Ces nouvelles technologies, en particulier celles de la communication, apportent aux individus un pouvoir sans précédent.
A l'Est, l'effondrement du bloc communiste en 1989 coïncide avec le début de l'utilisation généralisée du fax, enfin devenu abordable. Les gouvernements ne pouvaient plus centraliser et contrôler la diffusion l'information. Les mensonges ainsi dévoilés, la vérité a éclaté au grand jour. Un article du Washington Post de fin 1990 précisait que "la révolution par le fax avait rendu ineptes les tentatives des partis communistes de contrôler le flot d'informations".
L'arrivée du réseau Internet au milieu des années 90 a rendu la situation de certaines personnes encore moins confortable, lorsque celles-ci se fiaient aux relais de l'information pour garantir leurs positions au pouvoir. En décembre 1996, le New York Times rapportait que les tentatives du président serbe Slobodan Milosevic pour éliminer la presse indépendante étaient tenues en échec par Internet. Des journalistes et dissidents serbes avaient créé leur propres sites pour informer à la fois leurs compatriotes et la communauté internationale. Un gouvernement peut toujours essayer de restreindre l'accès à Internet, comme c'est le cas en Chine ; mais il risque fort d'échouer, car ce serait aux dépens de la croissance économique qui ne peut se passer désormais de cet outil de communication.
Bien sûr la démocratisation d'Internet présente des inconvénients.

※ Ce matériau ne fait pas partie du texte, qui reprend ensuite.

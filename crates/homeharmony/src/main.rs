use std::path::PathBuf;
use std::sync::Arc;

use anyhow::bail;
use anyhow::Context;
use clap::Parser;
use clap::Subcommand;
use clap::ValueEnum;
use homeharmony::api;
use homeharmony::config::ConfigError;
use homeharmony::engine::ChangeSource;
use homeharmony::engine::DeviceStateStore;
use homeharmony::engine::Event;
use homeharmony::engine::StoreError;
use homeharmony::interpreter::Command;
use homeharmony::interpreter::CommandInterpreter;
use homeharmony::remote;
use homeharmony::view;
use homeharmony::voice::ConsoleSynthesizer;
use homeharmony::voice::LineRecognizer;
use homeharmony::voice::RecognitionOptions;
use homeharmony::voice::RecognizerFactory;
use homeharmony::voice::SpeechOutput;
use homeharmony::voice::SpeechRecognizer;
use homeharmony::voice::VoiceAdapter;
use homeharmony::voice::VoiceHandle;
use homeharmony::voice::VoiceStatus;
use homeharmony::Config;
use homeharmony::RoomFilter;
use tokio::io::BufReader;
use tokio::sync::broadcast::error::RecvError;
use tokio::sync::oneshot;
use tracing_subscriber::layer::SubscriberExt;
use tracing_subscriber::util::SubscriberInitExt;

#[derive(Parser)]
#[command(name = "homeharmony", version, about = "Voice-controlled smart home dashboard")]
struct Cli {
    /// Path to the TOML configuration file
    #[arg(short, long, default_value = "homeharmony.toml")]
    config: PathBuf,

    #[command(subcommand)]
    command: Option<Commands>,
}

#[derive(Subcommand)]
enum Commands {
    /// Run the dashboard: voice input on stdin and the HTTP API (default)
    Serve,

    /// Print the dashboard once
    Devices {
        /// Only show devices in this room
        #[arg(long)]
        room: Option<String>,
    },

    /// Flip a device, starting from the value held by the remote store
    Toggle { id: String },

    /// Switch a device on or off
    Set { id: String, power: Power },

    /// Run one voice command, e.g. `say "fan band karo"`
    Say { text: String },
}

#[derive(Clone, Copy, ValueEnum)]
enum Power {
    On,
    Off,
}

#[tokio::main]
async fn main() -> anyhow::Result<()> {
    let cli = Cli::parse();

    let (config, missing) = match Config::from_file(&cli.config) {
        Ok(config) => (config, false),
        Err(ConfigError::Io(_, e)) if e.kind() == std::io::ErrorKind::NotFound => {
            (Config::default(), true)
        }
        Err(e) => return Err(e).context(format!("loading {}", cli.config.display())),
    };

    // Logs go to stderr so command output on stdout stays clean
    tracing_subscriber::registry()
        .with(tracing_subscriber::fmt::layer().with_writer(std::io::stderr))
        .with(config.logging.targets())
        .init();

    if missing {
        tracing::warn!(
            "Config file {} not found, using defaults",
            cli.config.display()
        );
    } else {
        tracing::info!("Loaded config from: {}", cli.config.display());
    }

    let catalog = Arc::new(config.catalog()?);
    for (shorter, longer) in catalog.ambiguous_names() {
        if shorter.to_lowercase() == longer.to_lowercase() {
            tracing::warn!(
                "Several devices are named '{}'; commands will switch all of them",
                shorter
            );
            continue;
        }
        tracing::warn!(
            "Device name '{}' is contained in '{}'; commands for '{}' will also switch '{}'",
            shorter,
            longer,
            longer,
            shorter
        );
    }

    let remote = remote::from_config(&config)?;
    let store = Arc::new(DeviceStateStore::new(catalog, remote));
    if config.store.hydrate_on_start {
        store.hydrate().await;
    }

    match cli.command.unwrap_or(Commands::Serve) {
        Commands::Serve => serve(&config, store).await,
        Commands::Devices { room } => {
            let filter = room.as_deref().map(RoomFilter::from).unwrap_or_default();
            if !store.catalog().has_room(&filter) {
                bail!("unknown room '{}'", filter);
            }
            let dashboard = view::dashboard(
                store.catalog(),
                &store.snapshot(),
                &filter,
                &VoiceStatus::default(),
            );
            println!("{}", dashboard);
            Ok(())
        }
        Commands::Toggle { id } => {
            let on = toggle_persisted(&store, &id).await?;
            println!("{}: {}", id, if on { "ON" } else { "OFF" });
            Ok(())
        }
        Commands::Set { id, power } => {
            let on = matches!(power, Power::On);
            store
                .set_state(&id, on, ChangeSource::Manual)?
                .outcome()
                .await
                .with_context(|| format!("saving state of {}", id))?;
            println!("{}: {}", id, if on { "ON" } else { "OFF" });
            Ok(())
        }
        Commands::Say { text } => {
            let interpreter = CommandInterpreter::new(store);
            let output = SpeechOutput::new(Arc::new(ConsoleSynthesizer), &config.voice);

            let handled = interpreter.handle(&Command::new(&text));
            let feedback = handled.feedback();
            for write in handled.writes {
                let id = write.device_id().to_string();
                if let Err(e) = write.outcome().await {
                    tracing::warn!("Failed to save state of {}: {}", id, e);
                }
            }

            match feedback {
                Some(phrase) => output.speak(&phrase).await,
                None => println!("No device matched \"{}\"", text),
            }
            Ok(())
        }
    }
}

/// Toggle `id` relative to its persisted value and wait for the write.
///
/// Each CLI run starts from a fresh store, so the current value has to come
/// from the remote store.
async fn toggle_persisted(store: &DeviceStateStore, id: &str) -> anyhow::Result<bool> {
    match store.load(id).await {
        Ok(_) => {}
        Err(StoreError::ReadUnsupported(backend)) => bail!(
            "cannot toggle {}: the {} store cannot be read back, use `set {} on|off` instead",
            id,
            backend,
            id
        ),
        Err(e) => return Err(e.into()),
    }

    let write = store.toggle(id, ChangeSource::Manual)?;
    let on = write.value();
    write
        .outcome()
        .await
        .with_context(|| format!("saving state of {}", id))?;
    Ok(on)
}

async fn serve(config: &Config, store: Arc<DeviceStateStore>) -> anyhow::Result<()> {
    tracing::info!("homeharmony starting ({} devices)", store.catalog().len());

    let voice = if config.voice.enabled {
        Some(start_voice(config, store.clone()).await?)
    } else {
        tracing::info!("Voice input is disabled");
        None
    };

    tokio::spawn(render_on_change(store.clone(), voice.clone()));

    let (shutdown_tx, shutdown_rx) = oneshot::channel();
    tokio::spawn(async move {
        match tokio::signal::ctrl_c().await {
            Ok(()) => tracing::info!("Received shutdown signal"),
            Err(e) => tracing::error!("Failed to listen for shutdown signal: {}", e),
        }
        let _ = shutdown_tx.send(());
    });

    if config.api.enabled {
        let state = api::AppState::new(store, voice);
        api::serve(&config.api.listen, config.api.port, state, shutdown_rx).await?;
    } else {
        tracing::info!("Press Ctrl+C to exit");
        shutdown_rx.await.ok();
    }

    tracing::info!("homeharmony shutdown complete");
    Ok(())
}

/// Spawn the voice adapter, reading transcripts from stdin.
async fn start_voice(config: &Config, store: Arc<DeviceStateStore>) -> anyhow::Result<VoiceHandle> {
    let factory: RecognizerFactory = Box::new(|_options: &RecognitionOptions| {
        let stdin = BufReader::new(tokio::io::stdin());
        Ok(Box::new(LineRecognizer::new(stdin)) as Box<dyn SpeechRecognizer>)
    });

    let adapter = VoiceAdapter::new(
        factory,
        RecognitionOptions::from(&config.voice),
        CommandInterpreter::new(store),
        SpeechOutput::new(Arc::new(ConsoleSynthesizer), &config.voice),
    );
    let (handle, _task) = adapter.spawn();

    if config.voice.listen_on_start {
        handle.start().await.context("starting voice input")?;
        tracing::info!("Type a command and press enter, e.g. \"fan band karo\"");
    }

    Ok(handle)
}

/// Print the dashboard every time a device changes.
async fn render_on_change(store: Arc<DeviceStateStore>, voice: Option<VoiceHandle>) {
    let mut events = store.subscribe();
    loop {
        match events.recv().await {
            Ok(Event::DeviceStateChanged { .. }) => {
                let status = voice
                    .as_ref()
                    .map(VoiceHandle::status)
                    .unwrap_or_default();
                let dashboard = view::dashboard(
                    store.catalog(),
                    &store.snapshot(),
                    &RoomFilter::All,
                    &status,
                );
                println!("{}\n", dashboard);
            }
            Err(RecvError::Lagged(n)) => {
                tracing::warn!("Dashboard fell behind by {} state changes", n);
            }
            Err(RecvError::Closed) => break,
        }
    }
}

Les sujets à caractère pédophile peuvent se propager très
rapidement à travers le monde, les frontières ne sont plus un
obstacle. La véracité des informations diffusés aussi facilement
par ce réseau n'est pas garantie. Mais nombreux sont ceux qui jugent
que les avantages contrebalancent ces mauvais côtés : échanges
culturels entre peuples de différentes régions et nations, échanges
de savoir-faire entre des milliers de personnes éparpillées géographiquement
dans le monde, rempart efficace contre le totalitarisme...
Poursuivi par la secte pour diffamation, l'ex-scientologue américain Steven Fishman avait inclus dans sa déclaration sous serment des cours dits "confidentiels" de la Scientologie, ces documents servant de pièce à conviction pour démontrer qu'il a été victime d'un lavage de cerveau. Arnoldo Lerma, autre ex-scientologue, les a reproduits et publiés fin juillet 1995 sur news:alt.religion.scientology, un forum où la Scientologie était très controversée depuis bien longtemps déjà. La secte a contre-attaqué en poursuivant Arnoldo Lerma pour "violation de copyright" et perquisitionné à son domicile pour lui saisir tout son matériel.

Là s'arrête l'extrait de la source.